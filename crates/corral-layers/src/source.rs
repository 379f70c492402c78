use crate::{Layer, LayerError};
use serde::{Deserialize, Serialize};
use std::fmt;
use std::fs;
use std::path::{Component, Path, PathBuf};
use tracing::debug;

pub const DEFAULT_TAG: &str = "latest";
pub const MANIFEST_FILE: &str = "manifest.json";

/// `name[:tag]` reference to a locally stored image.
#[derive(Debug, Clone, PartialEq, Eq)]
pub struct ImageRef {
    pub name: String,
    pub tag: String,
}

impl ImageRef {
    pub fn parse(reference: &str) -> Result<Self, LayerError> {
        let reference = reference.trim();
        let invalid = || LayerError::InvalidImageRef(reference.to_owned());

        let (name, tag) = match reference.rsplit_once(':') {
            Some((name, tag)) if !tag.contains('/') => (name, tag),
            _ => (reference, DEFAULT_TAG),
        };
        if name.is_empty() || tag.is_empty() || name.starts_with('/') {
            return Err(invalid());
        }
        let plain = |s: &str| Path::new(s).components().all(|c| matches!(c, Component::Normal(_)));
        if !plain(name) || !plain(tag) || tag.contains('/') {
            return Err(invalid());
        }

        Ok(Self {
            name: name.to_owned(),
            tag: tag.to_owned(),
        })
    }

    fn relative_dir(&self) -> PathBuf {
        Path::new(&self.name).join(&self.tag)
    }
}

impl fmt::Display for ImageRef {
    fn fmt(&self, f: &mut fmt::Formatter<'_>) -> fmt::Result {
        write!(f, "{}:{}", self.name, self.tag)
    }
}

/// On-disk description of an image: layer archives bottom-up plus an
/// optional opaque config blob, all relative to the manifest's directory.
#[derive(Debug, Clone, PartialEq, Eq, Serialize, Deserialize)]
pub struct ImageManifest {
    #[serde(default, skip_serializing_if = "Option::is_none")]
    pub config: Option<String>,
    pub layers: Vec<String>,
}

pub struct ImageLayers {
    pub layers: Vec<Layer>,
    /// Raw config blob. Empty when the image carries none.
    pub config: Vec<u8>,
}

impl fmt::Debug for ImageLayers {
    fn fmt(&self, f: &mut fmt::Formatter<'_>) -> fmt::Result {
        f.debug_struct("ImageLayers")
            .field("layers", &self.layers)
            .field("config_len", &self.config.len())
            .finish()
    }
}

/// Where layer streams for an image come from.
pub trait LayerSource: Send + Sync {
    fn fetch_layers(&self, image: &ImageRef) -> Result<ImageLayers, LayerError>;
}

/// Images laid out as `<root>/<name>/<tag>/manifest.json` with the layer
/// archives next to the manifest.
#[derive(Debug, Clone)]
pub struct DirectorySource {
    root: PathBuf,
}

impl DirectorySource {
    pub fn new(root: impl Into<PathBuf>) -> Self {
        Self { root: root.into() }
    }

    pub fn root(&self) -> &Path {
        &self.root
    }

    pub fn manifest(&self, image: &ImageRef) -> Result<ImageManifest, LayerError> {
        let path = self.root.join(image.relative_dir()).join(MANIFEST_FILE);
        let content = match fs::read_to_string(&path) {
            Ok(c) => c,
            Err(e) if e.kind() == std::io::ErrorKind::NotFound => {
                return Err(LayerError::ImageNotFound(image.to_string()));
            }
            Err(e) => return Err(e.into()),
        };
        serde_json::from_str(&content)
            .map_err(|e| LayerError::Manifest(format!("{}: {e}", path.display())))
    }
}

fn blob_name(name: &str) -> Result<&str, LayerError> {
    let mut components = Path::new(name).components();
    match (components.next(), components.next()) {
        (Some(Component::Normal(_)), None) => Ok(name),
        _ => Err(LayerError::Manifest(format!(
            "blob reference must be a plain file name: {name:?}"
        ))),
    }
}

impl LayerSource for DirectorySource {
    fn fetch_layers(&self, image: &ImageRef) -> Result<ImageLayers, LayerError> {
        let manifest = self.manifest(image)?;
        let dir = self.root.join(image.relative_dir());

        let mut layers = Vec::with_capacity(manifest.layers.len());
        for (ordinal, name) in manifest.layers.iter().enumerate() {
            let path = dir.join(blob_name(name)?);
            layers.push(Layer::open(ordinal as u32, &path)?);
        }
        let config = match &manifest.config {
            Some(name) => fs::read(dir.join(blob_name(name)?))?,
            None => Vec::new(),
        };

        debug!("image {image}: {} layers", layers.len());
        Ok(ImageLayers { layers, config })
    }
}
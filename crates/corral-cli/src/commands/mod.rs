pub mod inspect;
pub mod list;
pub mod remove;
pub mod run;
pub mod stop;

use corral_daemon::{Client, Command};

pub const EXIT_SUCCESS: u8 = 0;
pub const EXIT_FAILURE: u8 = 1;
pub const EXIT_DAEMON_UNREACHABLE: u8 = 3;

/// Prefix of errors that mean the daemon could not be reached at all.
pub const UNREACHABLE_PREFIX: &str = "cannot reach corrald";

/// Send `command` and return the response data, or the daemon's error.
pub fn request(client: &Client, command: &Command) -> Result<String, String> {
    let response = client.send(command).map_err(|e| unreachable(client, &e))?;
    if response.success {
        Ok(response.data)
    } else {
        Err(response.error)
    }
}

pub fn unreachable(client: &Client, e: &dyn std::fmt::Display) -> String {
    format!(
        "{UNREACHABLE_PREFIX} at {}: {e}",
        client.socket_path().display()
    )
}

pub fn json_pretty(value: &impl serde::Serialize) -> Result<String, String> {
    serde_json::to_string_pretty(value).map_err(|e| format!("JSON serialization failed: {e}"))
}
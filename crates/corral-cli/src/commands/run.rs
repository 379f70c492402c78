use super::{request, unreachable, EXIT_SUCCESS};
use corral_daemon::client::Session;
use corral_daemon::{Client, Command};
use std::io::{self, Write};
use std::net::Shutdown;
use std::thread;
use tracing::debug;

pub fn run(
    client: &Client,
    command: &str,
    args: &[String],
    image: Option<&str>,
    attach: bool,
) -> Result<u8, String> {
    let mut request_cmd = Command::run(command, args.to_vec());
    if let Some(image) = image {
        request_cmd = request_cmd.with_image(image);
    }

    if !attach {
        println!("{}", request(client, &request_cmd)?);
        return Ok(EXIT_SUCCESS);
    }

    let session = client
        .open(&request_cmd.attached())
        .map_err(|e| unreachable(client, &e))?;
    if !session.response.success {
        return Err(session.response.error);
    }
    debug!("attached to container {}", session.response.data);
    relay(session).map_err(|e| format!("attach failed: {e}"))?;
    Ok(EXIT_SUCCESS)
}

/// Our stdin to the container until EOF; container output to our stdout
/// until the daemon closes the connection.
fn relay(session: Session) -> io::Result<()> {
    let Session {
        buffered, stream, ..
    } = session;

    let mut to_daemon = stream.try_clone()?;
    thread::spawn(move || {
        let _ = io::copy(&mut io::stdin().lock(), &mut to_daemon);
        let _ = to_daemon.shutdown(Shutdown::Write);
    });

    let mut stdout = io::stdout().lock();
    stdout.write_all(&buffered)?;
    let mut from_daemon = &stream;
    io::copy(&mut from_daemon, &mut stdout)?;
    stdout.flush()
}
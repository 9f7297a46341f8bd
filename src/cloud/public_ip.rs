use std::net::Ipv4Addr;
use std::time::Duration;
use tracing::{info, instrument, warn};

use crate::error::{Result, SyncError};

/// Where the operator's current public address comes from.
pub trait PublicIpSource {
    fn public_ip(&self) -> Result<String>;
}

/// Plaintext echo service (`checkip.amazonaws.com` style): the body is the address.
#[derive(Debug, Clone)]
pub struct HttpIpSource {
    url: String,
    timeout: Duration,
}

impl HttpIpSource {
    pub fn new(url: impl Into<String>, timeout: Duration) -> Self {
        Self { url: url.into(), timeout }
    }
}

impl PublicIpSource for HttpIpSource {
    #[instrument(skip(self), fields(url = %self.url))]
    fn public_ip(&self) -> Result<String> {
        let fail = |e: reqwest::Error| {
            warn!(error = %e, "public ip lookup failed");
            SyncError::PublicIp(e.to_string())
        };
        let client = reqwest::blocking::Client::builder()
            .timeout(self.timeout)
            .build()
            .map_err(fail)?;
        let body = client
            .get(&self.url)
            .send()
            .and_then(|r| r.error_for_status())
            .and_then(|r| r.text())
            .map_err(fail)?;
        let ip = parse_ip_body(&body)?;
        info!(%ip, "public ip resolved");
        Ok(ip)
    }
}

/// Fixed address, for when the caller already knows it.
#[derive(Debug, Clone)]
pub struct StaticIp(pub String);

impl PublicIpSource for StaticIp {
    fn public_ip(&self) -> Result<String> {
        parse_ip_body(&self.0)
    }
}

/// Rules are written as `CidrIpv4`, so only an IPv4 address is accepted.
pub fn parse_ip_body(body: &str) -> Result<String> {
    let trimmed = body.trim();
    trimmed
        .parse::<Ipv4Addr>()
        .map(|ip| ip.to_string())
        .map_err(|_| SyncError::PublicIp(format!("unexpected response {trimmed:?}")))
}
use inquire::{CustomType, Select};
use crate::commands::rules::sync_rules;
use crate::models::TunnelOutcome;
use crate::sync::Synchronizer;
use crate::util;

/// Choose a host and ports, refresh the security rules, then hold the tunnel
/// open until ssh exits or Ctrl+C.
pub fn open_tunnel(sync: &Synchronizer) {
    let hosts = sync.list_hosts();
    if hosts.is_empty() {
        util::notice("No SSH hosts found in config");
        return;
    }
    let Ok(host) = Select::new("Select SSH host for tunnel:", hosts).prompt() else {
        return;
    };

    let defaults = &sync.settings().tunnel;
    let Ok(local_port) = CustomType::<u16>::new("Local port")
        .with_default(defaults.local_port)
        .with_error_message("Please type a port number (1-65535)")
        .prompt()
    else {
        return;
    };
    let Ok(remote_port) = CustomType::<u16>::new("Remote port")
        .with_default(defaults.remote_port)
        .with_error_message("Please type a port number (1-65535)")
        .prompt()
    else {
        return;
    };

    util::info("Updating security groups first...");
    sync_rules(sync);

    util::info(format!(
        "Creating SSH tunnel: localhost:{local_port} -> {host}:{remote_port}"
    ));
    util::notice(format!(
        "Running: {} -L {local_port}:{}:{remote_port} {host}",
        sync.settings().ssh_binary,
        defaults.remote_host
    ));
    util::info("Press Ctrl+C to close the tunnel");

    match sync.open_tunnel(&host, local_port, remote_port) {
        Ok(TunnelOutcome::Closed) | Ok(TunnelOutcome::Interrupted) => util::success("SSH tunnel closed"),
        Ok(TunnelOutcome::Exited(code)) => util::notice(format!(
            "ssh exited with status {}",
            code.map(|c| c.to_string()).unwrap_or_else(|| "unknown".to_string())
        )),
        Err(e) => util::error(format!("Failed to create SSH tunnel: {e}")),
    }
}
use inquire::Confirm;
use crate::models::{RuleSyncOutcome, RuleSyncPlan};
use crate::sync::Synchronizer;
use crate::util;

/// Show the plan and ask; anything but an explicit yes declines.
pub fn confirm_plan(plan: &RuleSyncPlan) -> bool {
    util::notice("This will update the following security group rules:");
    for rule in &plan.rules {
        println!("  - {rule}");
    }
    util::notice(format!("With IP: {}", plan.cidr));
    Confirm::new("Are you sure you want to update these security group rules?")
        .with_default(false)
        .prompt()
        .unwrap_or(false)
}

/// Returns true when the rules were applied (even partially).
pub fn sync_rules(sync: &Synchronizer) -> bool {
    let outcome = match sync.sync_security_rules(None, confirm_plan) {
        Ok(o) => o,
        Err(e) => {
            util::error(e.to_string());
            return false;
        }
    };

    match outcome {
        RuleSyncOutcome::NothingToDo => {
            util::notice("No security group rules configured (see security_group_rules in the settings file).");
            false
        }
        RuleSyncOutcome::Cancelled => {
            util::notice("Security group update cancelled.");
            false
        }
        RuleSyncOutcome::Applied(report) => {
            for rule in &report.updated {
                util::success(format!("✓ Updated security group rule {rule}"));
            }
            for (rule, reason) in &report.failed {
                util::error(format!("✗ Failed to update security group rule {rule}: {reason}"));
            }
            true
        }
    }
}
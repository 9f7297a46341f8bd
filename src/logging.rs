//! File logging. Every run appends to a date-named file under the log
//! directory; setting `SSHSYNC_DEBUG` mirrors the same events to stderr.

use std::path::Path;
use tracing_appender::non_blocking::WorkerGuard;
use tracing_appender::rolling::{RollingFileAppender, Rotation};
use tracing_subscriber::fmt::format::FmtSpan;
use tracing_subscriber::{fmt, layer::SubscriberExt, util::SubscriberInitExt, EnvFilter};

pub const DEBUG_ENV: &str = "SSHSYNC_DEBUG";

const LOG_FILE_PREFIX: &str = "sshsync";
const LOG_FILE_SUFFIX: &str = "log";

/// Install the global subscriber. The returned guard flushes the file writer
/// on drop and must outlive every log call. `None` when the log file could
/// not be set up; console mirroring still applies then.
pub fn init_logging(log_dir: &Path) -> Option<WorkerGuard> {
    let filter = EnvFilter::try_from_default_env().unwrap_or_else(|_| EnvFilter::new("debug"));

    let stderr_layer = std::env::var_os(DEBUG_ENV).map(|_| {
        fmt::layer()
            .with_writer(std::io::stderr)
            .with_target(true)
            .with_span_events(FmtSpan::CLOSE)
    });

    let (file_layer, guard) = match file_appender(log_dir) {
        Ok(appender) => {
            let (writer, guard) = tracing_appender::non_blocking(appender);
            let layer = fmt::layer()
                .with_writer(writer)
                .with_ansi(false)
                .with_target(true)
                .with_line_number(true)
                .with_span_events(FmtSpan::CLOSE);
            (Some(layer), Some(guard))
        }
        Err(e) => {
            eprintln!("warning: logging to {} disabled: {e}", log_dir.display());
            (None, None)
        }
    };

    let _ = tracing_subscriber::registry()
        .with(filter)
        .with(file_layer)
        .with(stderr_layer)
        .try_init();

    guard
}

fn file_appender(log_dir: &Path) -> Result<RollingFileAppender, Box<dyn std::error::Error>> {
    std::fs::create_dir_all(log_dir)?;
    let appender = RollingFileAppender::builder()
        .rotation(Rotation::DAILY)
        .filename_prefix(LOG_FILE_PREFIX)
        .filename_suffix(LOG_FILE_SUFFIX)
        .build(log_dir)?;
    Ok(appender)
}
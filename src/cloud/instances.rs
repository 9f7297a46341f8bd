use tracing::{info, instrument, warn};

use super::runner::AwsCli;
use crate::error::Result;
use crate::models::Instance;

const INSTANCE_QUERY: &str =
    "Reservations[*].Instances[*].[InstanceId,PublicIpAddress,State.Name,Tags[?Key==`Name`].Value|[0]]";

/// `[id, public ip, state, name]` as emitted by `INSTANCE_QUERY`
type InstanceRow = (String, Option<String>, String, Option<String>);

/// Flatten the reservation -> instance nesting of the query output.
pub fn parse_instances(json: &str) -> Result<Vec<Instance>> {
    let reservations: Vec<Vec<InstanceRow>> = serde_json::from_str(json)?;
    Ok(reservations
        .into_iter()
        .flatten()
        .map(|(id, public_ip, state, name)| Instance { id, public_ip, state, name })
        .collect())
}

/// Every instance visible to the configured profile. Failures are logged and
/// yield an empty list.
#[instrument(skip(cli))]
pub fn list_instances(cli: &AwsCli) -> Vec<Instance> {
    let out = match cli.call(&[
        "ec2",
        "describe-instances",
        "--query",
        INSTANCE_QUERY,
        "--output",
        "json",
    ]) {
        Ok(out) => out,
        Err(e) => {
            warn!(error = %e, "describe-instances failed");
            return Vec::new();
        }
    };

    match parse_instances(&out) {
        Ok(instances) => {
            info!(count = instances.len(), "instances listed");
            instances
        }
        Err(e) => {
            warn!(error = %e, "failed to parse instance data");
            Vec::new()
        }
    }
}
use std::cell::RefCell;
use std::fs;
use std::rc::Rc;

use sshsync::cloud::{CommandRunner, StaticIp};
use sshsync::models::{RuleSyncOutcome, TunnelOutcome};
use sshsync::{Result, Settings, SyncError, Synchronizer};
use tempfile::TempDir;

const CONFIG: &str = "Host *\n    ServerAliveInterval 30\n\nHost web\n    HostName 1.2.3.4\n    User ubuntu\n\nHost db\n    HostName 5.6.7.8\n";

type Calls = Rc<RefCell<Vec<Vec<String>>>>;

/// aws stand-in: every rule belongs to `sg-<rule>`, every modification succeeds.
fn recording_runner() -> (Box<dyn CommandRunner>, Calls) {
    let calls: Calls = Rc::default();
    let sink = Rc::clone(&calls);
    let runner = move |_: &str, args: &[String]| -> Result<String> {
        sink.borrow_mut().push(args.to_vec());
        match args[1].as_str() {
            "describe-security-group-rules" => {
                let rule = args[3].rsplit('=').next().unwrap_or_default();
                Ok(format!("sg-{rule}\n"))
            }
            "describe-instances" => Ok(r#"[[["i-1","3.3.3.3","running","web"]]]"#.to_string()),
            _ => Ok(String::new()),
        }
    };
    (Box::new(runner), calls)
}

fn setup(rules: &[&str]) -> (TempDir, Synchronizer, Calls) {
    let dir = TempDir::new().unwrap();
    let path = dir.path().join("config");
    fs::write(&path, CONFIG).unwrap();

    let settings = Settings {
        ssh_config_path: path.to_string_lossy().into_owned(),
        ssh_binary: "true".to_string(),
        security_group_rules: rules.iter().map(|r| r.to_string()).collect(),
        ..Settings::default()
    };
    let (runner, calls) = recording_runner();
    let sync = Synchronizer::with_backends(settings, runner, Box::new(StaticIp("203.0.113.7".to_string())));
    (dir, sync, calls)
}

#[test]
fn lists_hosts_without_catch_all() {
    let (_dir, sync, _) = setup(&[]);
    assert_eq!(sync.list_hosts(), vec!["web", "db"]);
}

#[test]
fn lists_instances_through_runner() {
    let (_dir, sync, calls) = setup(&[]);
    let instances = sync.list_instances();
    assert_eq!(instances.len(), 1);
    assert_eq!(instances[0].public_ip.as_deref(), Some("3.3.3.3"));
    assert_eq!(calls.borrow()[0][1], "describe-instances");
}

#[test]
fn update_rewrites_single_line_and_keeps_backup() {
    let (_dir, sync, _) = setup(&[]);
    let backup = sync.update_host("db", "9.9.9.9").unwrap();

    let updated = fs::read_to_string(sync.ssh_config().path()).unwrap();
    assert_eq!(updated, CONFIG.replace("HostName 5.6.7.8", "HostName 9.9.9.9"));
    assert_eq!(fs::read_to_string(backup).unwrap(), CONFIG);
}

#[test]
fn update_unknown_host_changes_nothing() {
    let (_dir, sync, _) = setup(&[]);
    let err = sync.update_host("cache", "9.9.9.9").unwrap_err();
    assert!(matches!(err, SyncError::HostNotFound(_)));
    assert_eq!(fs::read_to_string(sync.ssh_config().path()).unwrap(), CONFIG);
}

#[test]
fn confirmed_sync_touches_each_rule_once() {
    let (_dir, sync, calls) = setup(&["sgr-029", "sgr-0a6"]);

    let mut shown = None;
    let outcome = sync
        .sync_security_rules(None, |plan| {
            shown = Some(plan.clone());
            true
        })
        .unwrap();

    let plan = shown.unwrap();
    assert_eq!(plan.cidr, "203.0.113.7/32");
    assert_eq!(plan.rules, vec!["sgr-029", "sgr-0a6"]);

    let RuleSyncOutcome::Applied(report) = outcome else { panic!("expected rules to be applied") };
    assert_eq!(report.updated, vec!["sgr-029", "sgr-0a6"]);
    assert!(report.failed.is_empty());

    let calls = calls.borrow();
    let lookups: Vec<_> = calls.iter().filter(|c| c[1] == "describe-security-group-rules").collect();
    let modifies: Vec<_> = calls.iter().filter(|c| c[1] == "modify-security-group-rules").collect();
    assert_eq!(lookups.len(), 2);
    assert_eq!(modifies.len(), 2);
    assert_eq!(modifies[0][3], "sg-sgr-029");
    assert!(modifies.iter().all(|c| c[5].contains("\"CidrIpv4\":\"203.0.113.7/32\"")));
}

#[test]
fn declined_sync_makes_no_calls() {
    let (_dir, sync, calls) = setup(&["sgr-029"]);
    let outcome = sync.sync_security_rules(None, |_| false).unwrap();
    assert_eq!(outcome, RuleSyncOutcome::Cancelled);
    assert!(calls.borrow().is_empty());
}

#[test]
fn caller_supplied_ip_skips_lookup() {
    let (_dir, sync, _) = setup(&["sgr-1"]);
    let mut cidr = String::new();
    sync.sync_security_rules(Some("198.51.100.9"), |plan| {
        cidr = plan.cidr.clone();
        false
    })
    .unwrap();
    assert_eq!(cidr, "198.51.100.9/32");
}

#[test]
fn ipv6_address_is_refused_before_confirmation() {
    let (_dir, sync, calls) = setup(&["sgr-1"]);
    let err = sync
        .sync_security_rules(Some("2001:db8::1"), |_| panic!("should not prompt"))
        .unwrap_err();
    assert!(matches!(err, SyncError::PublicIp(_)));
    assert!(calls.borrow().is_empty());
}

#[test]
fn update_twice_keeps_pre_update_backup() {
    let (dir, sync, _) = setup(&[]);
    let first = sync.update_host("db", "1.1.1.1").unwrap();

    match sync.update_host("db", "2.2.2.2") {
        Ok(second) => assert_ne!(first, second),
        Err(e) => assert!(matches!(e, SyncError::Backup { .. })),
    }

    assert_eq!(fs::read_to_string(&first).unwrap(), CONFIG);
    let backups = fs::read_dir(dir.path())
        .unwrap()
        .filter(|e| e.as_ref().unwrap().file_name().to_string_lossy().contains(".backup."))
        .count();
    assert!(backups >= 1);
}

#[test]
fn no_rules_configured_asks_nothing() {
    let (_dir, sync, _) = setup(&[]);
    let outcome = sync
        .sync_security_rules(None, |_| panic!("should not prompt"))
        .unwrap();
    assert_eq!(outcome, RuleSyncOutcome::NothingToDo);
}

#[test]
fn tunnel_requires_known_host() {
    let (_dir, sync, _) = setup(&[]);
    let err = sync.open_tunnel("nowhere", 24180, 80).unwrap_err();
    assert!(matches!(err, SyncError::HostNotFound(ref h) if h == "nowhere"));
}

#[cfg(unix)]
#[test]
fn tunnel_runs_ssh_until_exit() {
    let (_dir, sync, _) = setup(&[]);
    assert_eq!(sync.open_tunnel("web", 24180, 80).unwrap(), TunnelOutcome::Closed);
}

* [Your task]
Print the first line of the records above and each line after it, exactly, through the line with "locally stored image.".

* [Answer to this exercise]
filename crates/corral-layers/src/source.rs
repository 379f70c492402c78
use crate::{Layer, LayerError};
use serde::{Deserialize, Serialize};
use std::fmt;
use std::fs;
use std::path::{Component, Path, PathBuf};
use tracing::debug;

pub const DEFAULT_TAG: &str = "latest";
pub const MANIFEST_FILE: &str = "manifest.json";

/// `name[:tag]` reference to a locally stored image.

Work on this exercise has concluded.